### [Given data]

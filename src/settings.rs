use serde::{Deserialize, Serialize};
use std::time::Duration;
use tracing::warn;
use url::Url;

use crate::client::{DEFAULT_ENDPOINT, DEFAULT_MODEL, DEFAULT_TIMEOUT_SECS, GeminiConfig};
use crate::prompts::DEFAULT_VEHICLE;
use crate::storage::{KeyValueStore, StorageError};
use crate::types::LatLng;

pub const SETTINGS_KEY: &str = "settings";
pub const DEFAULT_SHARE_BASE_URL: &str = "http://localhost:3000/";

/// Persistent settings, stored as `settings.json` next to the history.
#[derive(Clone, Debug, PartialEq, Serialize, Deserialize)]
#[serde(rename_all = "camelCase", default)]
pub struct Settings {
    #[serde(skip_serializing_if = "Option::is_none")]
    pub api_key: Option<String>,
    pub model: String,
    pub endpoint: String,
    pub vehicle: String,
    /// `"<lat>,<lng>"` used to bias map results
    #[serde(skip_serializing_if = "Option::is_none")]
    pub location: Option<String>,
    pub share_base_url: String,
    pub timeout_secs: u64,
}

impl Default for Settings {
    fn default() -> Self {
        Self {
            api_key: None,
            model: DEFAULT_MODEL.to_string(),
            endpoint: DEFAULT_ENDPOINT.to_string(),
            vehicle: DEFAULT_VEHICLE.to_string(),
            location: None,
            share_base_url: DEFAULT_SHARE_BASE_URL.to_string(),
            timeout_secs: DEFAULT_TIMEOUT_SECS,
        }
    }
}

/// Values from flags or environment that win over the stored settings.
#[derive(Clone, Debug, Default)]
pub struct Overrides {
    pub api_key: Option<String>,
    pub model: Option<String>,
    pub endpoint: Option<String>,
    pub location: Option<String>,
}

impl Settings {
    /// Missing settings are defaults. Unreadable ones are logged and replaced
    /// by defaults as well, so a bad file never blocks startup.
    pub fn load(store: &dyn KeyValueStore) -> Self {
        match store.get(SETTINGS_KEY) {
            Ok(Some(raw)) => serde_json::from_str(&raw).unwrap_or_else(|e| {
                warn!(error = %e, "settings are corrupt, using defaults");
                Self::default()
            }),
            Ok(None) => Self::default(),
            Err(e) => {
                warn!(error = %e, "couldn't read settings, using defaults");
                Self::default()
            }
        }
    }

    pub fn save(&self, store: &mut dyn KeyValueStore) -> Result<(), StorageError> {
        let raw = serde_json::to_string_pretty(self)?;
        store.set(SETTINGS_KEY, &raw)
    }

    pub fn apply(&mut self, overrides: Overrides) {
        if let Some(key) = overrides.api_key {
            self.api_key = Some(key);
        }
        if let Some(model) = overrides.model {
            self.model = model;
        }
        if let Some(endpoint) = overrides.endpoint {
            self.endpoint = endpoint;
        }
        if let Some(location) = overrides.location {
            self.location = Some(location);
        }
    }

    pub fn validate(&self) -> Result<(), String> {
        if self.model.trim().is_empty() {
            return Err("Model name cannot be empty".to_string());
        }
        let endpoint = Url::parse(&self.endpoint)
            .map_err(|e| format!("Invalid endpoint '{}': {e}", self.endpoint))?;
        if !matches!(endpoint.scheme(), "http" | "https") {
            return Err(format!(
                "Endpoint '{}' must use http or https",
                self.endpoint
            ));
        }
        Url::parse(&self.share_base_url)
            .map_err(|e| format!("Invalid share base URL '{}': {e}", self.share_base_url))?;
        if self.timeout_secs == 0 {
            return Err("Timeout must be at least one second".to_string());
        }
        if self.vehicle.trim().is_empty() {
            return Err("Vehicle description cannot be empty".to_string());
        }
        Ok(())
    }

    pub fn has_api_key(&self) -> bool {
        self.api_key.as_deref().is_some_and(|k| !k.trim().is_empty())
    }

    /// Best-effort location hint: an unparsable value is logged and dropped.
    pub fn location_hint(&self) -> Option<LatLng> {
        let raw = self.location.as_deref()?.trim();
        if raw.is_empty() {
            return None;
        }
        match raw.parse() {
            Ok(location) => Some(location),
            Err(e) => {
                warn!(error = %e, "ignoring location hint");
                None
            }
        }
    }

    pub fn gemini_config(&self) -> GeminiConfig {
        GeminiConfig {
            endpoint: self.endpoint.clone(),
            model: self.model.clone(),
            api_key: self.api_key.clone(),
            timeout: Duration::from_secs(self.timeout_secs),
        }
    }
}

### [Directions]
Count every line in the listing above where the string "Deserialize" occurs, and report the count and nothing more.

### [Written answer]
2